━━━ DATA EXCERPTS

//! Spectronaut TSV spectral libraries.
//!
//! Rows sharing `(ModifiedPeptide, PrecursorCharge)` form a spectrum.
//! Modified peptides look like `_[Acetyl (Protein N-term)]M[Oxidation (M)]PEK_`;
//! the parenthesized site rule is dropped when rewriting as ProForma.

use std::path::Path;

use crate::attributes::Attribute;
use crate::controlled_vocabulary::{ms_terms, unit_terms};
use crate::model::{Analyte, Interpretation, LibraryHeader, Peak, Spectrum, FIRST_ENTITY_ID};

use super::tabular::{RecordGroup, RecordGrouper};
use super::{
    adapter_header, add_other_attribute, cast_value, fragment_annotation, library_name_from_path,
    open_text_source, Adapter, AdapterError, Format,
};

const FORMAT: Format = Format::Spectronaut;

const REQUIRED_COLUMNS: &[&str] = &[
    "PrecursorMz",
    "PrecursorCharge",
    "ModifiedPeptide",
    "StrippedPeptide",
    "FragmentMz",
    "RelativeIntensity",
    "FragmentType",
    "FragmentNumber",
    "FragmentCharge",
    "FragmentLossType",
];

const SPECTRUM_CUSTOM_KEYS: &[&str] = &[
    "ExcludeFromAssay",
    "BGSInferenceId",
    "AllowForNormalization",
    "Workflow",
];
const ANALYTE_CUSTOM_KEYS: &[&str] = &["IsProteotypic", "FASTAName", "Database", "ProteinGroups"];

/// Rewrite a Spectronaut modified peptide as ProForma.
///
/// `_[Acetyl (Protein N-term)]PEPM[Oxidation (M)]K_` becomes
/// `[Acetyl]-PEPM[Oxidation]K`.
pub fn modified_peptide_to_proforma(sequence: &str) -> Result<String, String> {
    let sequence = sequence.trim_matches('_');
    let mut out = String::with_capacity(sequence.len());
    let mut in_bracket = false;
    let mut in_rule = false;
    for c in sequence.chars() {
        match c {
            '[' => {
                in_bracket = true;
                out.push(c);
            }
            ']' => {
                in_bracket = false;
                in_rule = false;
                let trimmed = out.trim_end().len();
                out.truncate(trimmed);
                out.push(c);
            }
            '(' if in_bracket => in_rule = true,
            ')' if in_rule => in_rule = false,
            _ if in_rule => {}
            _ => out.push(c),
        }
    }
    if in_bracket {
        return Err(format!("unclosed modification in {:?}", sequence));
    }
    // A leading modification is an N-terminal one and needs a '-'
    if out.starts_with('[') {
        if let Some(end) = out.find(']') {
            out.insert(end + 1, '-');
        }
    }
    Ok(out)
}

/// Reader for Spectronaut TSV libraries
pub struct SpectronautAdapter {
    grouper: RecordGrouper,
    header: LibraryHeader,
    position: usize,
}

impl SpectronautAdapter {
    /// Open a Spectronaut TSV file, decompressing gzip transparently
    pub fn open<P: AsRef<Path>>(path: P) -> Result<Self, AdapterError> {
        let path = path.as_ref();
        let grouper = RecordGrouper::new(
            open_text_source(path)?,
            FORMAT,
            REQUIRED_COLUMNS,
            &["ModifiedPeptide", "PrecursorCharge"],
            &["PrecursorMz"],
        )?;
        let header = adapter_header(&library_name_from_path(path), ms_terms::spectronaut());
        Ok(Self {
            grouper,
            header,
            position: 0,
        })
    }

    fn next_spectrum(&mut self) -> Result<Option<Spectrum>, AdapterError> {
        let Some(group) = self.grouper.next_group()? else {
            return Ok(None);
        };
        let spectrum = self.build_spectrum(&group)?;
        self.position += 1;
        Ok(Some(spectrum))
    }

    fn build_spectrum(&self, group: &RecordGroup) -> Result<Spectrum, AdapterError> {
        let columns = self.grouper.columns();
        let row = group.first();

        let modified = columns.require(FORMAT, row, "ModifiedPeptide")?;
        let charge: i64 = columns.parse(FORMAT, row, "PrecursorCharge")?;
        let peptide = modified_peptide_to_proforma(modified)
            .map_err(|e| AdapterError::format(FORMAT, e))?;

        let mut spectrum = Spectrum::new(self.position as u64 + 1);
        spectrum.index = self.position;
        let attrs = &mut spectrum.attributes;
        attrs.add_value(
            ms_terms::spectrum_name(),
            format!("{}/{}", modified.trim_matches('_'), charge),
        );
        attrs.add_value(
            ms_terms::precursor_mz(),
            columns.parse::<f64>(FORMAT, row, "PrecursorMz")?,
        );
        attrs.add_value(ms_terms::charge_state(), charge);
        if let Some(run) = columns.get(row, "ReferenceRun") {
            attrs.add_value(ms_terms::source_file(), run);
        }
        // Theoretical fragment m/z with intensities from the reference run
        attrs.add_value(
            ms_terms::spectrum_origin_type(),
            ms_terms::observed_spectrum(),
        );
        attrs.add_value(
            ms_terms::spectrum_aggregation_type(),
            ms_terms::consensus_spectrum(),
        );
        if let Some(labeled) = columns.get(row, "LabeledPeptide") {
            add_other_attribute(attrs, "LabeledPeptide", cast_value(labeled));
        }
        if columns.get(row, "IonMobility").is_some() {
            attrs.add_value(
                ms_terms::ion_mobility_drift_time(),
                columns.parse::<f64>(FORMAT, row, "IonMobility")?,
            );
        }
        if columns.get(row, "CV").is_some() {
            attrs.add_value(
                ms_terms::faims_compensation_voltage(),
                columns.parse::<f64>(FORMAT, row, "CV")?,
            );
        }
        if columns.get(row, "iRT").is_some() {
            attrs.add_with_unit(
                ms_terms::normalized_retention_time(),
                columns.parse::<f64>(FORMAT, row, "iRT")?,
                unit_terms::minute(),
            );
        }
        columns.add_custom(row, SPECTRUM_CUSTOM_KEYS, attrs);

        let mut analyte = Analyte::new(FIRST_ENTITY_ID);
        analyte
            .attributes
            .add_value(ms_terms::proforma_ion(), format!("{}/{}", peptide, charge));
        analyte.attributes.add_value(
            ms_terms::stripped_peptide_sequence(),
            columns.require(FORMAT, row, "StrippedPeptide")?,
        );
        let mut protein = Vec::new();
        if let Some(accession) = columns.get(row, "UniProtIds") {
            protein.push(Attribute::new(ms_terms::protein_accession(), accession));
        }
        if let Some(name) = columns.get(row, "Protein Name") {
            protein.push(Attribute::new(ms_terms::protein_name(), name));
        }
        if !protein.is_empty() {
            analyte.attributes.add_group(protein);
        }
        columns.add_custom(row, ANALYTE_CUSTOM_KEYS, &mut analyte.attributes);
        spectrum.add_analyte(analyte);
        spectrum.add_interpretation(Interpretation::new(FIRST_ENTITY_ID));
        spectrum.link_interpretations();

        for record in &group.rows {
            let mut peak = Peak::new(
                columns.parse(FORMAT, record, "FragmentMz")?,
                columns.parse(FORMAT, record, "RelativeIntensity")?,
            );
            peak.annotations.push(fragment_annotation(
                columns.require(FORMAT, record, "FragmentType")?,
                columns.require(FORMAT, record, "FragmentNumber")?,
                columns.get(record, "FragmentLossType").unwrap_or(""),
                columns.parse(FORMAT, record, "FragmentCharge")?,
            ));
            spectrum.peaks.push(peak);
        }
        let peak_count = spectrum.peaks.len() as i64;
        spectrum
            .attributes
            .add_value(ms_terms::number_of_peaks(), peak_count);
        Ok(spectrum)
    }
}

impl Adapter for SpectronautAdapter {
    fn format(&self) -> Format {
        FORMAT
    }

    fn header(&self) -> &LibraryHeader {
        &self.header
    }

    fn spectra(&mut self) -> Box<dyn Iterator<Item = Result<Spectrum, AdapterError>> + '_> {
        Box::new(std::iter::from_fn(move || self.next_spectrum().transpose()))
    }
}

#[cfg(test)]
mod tests {
    use super::*;

    #[test]
    fn test_modified_peptide_to_proforma() {
        assert_eq!(
            modified_peptide_to_proforma("_[Acetyl (Protein N-term)]PEPM[Oxidation (M)]K_").unwrap(),
            "[Acetyl]-PEPM[Oxidation]K"
        );
        assert_eq!(modified_peptide_to_proforma("_PEPTIDE_").unwrap(), "PEPTIDE");
        assert_eq!(
            modified_peptide_to_proforma("C[Carbamidomethyl]K").unwrap(),
            "C[Carbamidomethyl]K"
        );
        assert!(modified_peptide_to_proforma("_PEP[Oxidation_").is_err());
    }
}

━━━━━━

== TASK TO CARRY OUT ==
Where in the records does the string "super" appear? Copy every line that has it.

== SOLUTION TO THE EXERCISE ==
use super::tabular::{RecordGroup, RecordGrouper};
use super::{
    use super::*;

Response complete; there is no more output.